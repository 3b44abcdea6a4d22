use std::{io::ErrorKind, sync::Arc, sync::Mutex};

use cap_std::fs_utf8::Dir;
use indexmap::IndexMap;
use miette::{Context, IntoDiagnostic, Result};
use percent_encoding::{utf8_percent_encode, AsciiSet, NON_ALPHANUMERIC};
use serde::{de::DeserializeOwned, Serialize};
use tracing::{error, trace};

/// Bytes escaped in file names. `%` is escaped too, so distinct keys never share a file.
const KEY_ESCAPES: &AsciiSet = &NON_ALPHANUMERIC.remove(b'_').remove(b'-').remove(b'.');

/// Durable string storage keyed by name, the native equivalent of the browser `localStorage`.
/// Reads and writes are synchronous and block the caller.
pub trait KeyValueStore: Send + Sync {
    fn get(&self, key: &str) -> Result<Option<String>>;
    fn set(&self, key: &str, value: &str) -> Result<()>;
    fn remove(&self, key: &str) -> Result<()>;
}

/// Reads a json value from the store.
/// Anything that cannot be read or parsed is logged and reported as absent.
pub fn load_json<T: DeserializeOwned>(store: &dyn KeyValueStore, key: &str) -> Option<T> {
    let raw = match store.get(key) {
        Ok(Some(raw)) => raw,
        Ok(None) => return None,
        Err(e) => {
            error!(?e, key, "failed to read from storage");
            return None;
        }
    };
    match serde_json::from_str(&raw) {
        Ok(value) => Some(value),
        Err(e) => {
            error!(?e, key, "malformed json in storage, ignoring it");
            None
        }
    }
}

pub fn save_json<T: Serialize + ?Sized>(
    store: &dyn KeyValueStore,
    key: &str,
    value: &T,
) -> Result<()> {
    let serialized = serde_json::to_string(value)
        .into_diagnostic()
        .wrap_err_with(|| format!("failed to serialize value for {key}"))?;
    store.set(key, &serialized)
}

/// One file per key inside a directory. The file name is the sanitized key with a `.json` extension.
pub struct DirStore {
    dir: Arc<Dir>,
}

impl DirStore {
    pub const FILE_EXTENSION: &'static str = "json";

    pub fn new(dir: Arc<Dir>) -> Self {
        Self { dir }
    }

    /// Opens (and creates if needed) a sub directory of `root` to hold the values.
    pub fn open_in(root: &Dir, dir_name: &str) -> Result<Self> {
        root.create_dir_all(dir_name)
            .into_diagnostic()
            .wrap_err_with(|| format!("failed to create storage directory {dir_name}"))?;
        let dir = root
            .open_dir(dir_name)
            .into_diagnostic()
            .wrap_err_with(|| format!("failed to open storage directory {dir_name}"))?;
        Ok(Self::new(Arc::new(dir)))
    }

    /// `<percent encoded key>.json`, never containing a path separator
    pub fn file_name(key: &str) -> String {
        format!(
            "{}.{}",
            utf8_percent_encode(key, KEY_ESCAPES),
            Self::FILE_EXTENSION
        )
    }
}

impl KeyValueStore for DirStore {
    fn get(&self, key: &str) -> Result<Option<String>> {
        let file_name = Self::file_name(key);
        match self.dir.read_to_string(&file_name) {
            Ok(content) => Ok(Some(content)),
            Err(e) if e.kind() == ErrorKind::NotFound => Ok(None),
            Err(e) => Err(e)
                .into_diagnostic()
                .wrap_err_with(|| format!("failed to read {file_name}")),
        }
    }

    fn set(&self, key: &str, value: &str) -> Result<()> {
        let file_name = Self::file_name(key);
        trace!(%file_name, "writing storage value");
        self.dir
            .write(&file_name, value.as_bytes())
            .into_diagnostic()
            .wrap_err_with(|| format!("failed to write {file_name}"))
    }

    fn remove(&self, key: &str) -> Result<()> {
        let file_name = Self::file_name(key);
        match self.dir.remove_file(&file_name) {
            Ok(()) => Ok(()),
            Err(e) if e.kind() == ErrorKind::NotFound => Ok(()),
            Err(e) => Err(e)
                .into_diagnostic()
                .wrap_err_with(|| format!("failed to remove {file_name}")),
        }
    }
}

/// Volatile store, used when no data directory is available and in tests.
#[derive(Default)]
pub struct MemoryStore {
    values: Mutex<IndexMap<String, String>>,
}

impl MemoryStore {
    pub fn new() -> Self {
        Self::default()
    }
    fn values(&self) -> std::sync::MutexGuard<'_, IndexMap<String, String>> {
        self.values.lock().unwrap_or_else(|poisoned| poisoned.into_inner())
    }
    pub fn len(&self) -> usize {
        self.values().len()
    }
    pub fn is_empty(&self) -> bool {
        self.values().is_empty()
    }
}

impl KeyValueStore for MemoryStore {
    fn get(&self, key: &str) -> Result<Option<String>> {
        Ok(self.values().get(key).cloned())
    }
    fn set(&self, key: &str, value: &str) -> Result<()> {
        self.values().insert(key.to_owned(), value.to_owned());
        Ok(())
    }
    fn remove(&self, key: &str) -> Result<()> {
        self.values().shift_remove(key);
        Ok(())
    }
}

□ □ □

Your task is to repeat the records exactly. Begin at their first line and stop after the line containing "from the store.".

EXPECTED ANSWER =>
repository 3b44abcdea6a4d22
use std::{io::ErrorKind, sync::Arc, sync::Mutex};

use cap_std::fs_utf8::Dir;
use indexmap::IndexMap;
use miette::{Context, IntoDiagnostic, Result};
use percent_encoding::{utf8_percent_encode, AsciiSet, NON_ALPHANUMERIC};
use serde::{de::DeserializeOwned, Serialize};
use tracing::{error, trace};

/// Bytes escaped in file names. `%` is escaped too, so distinct keys never share a file.
const KEY_ESCAPES: &AsciiSet = &NON_ALPHANUMERIC.remove(b'_').remove(b'-').remove(b'.');

/// Durable string storage keyed by name, the native equivalent of the browser `localStorage`.
/// Reads and writes are synchronous and block the caller.
pub trait KeyValueStore: Send + Sync {
    fn get(&self, key: &str) -> Result<Option<String>>;
    fn set(&self, key: &str, value: &str) -> Result<()>;
    fn remove(&self, key: &str) -> Result<()>;
}

/// Reads a json value from the store.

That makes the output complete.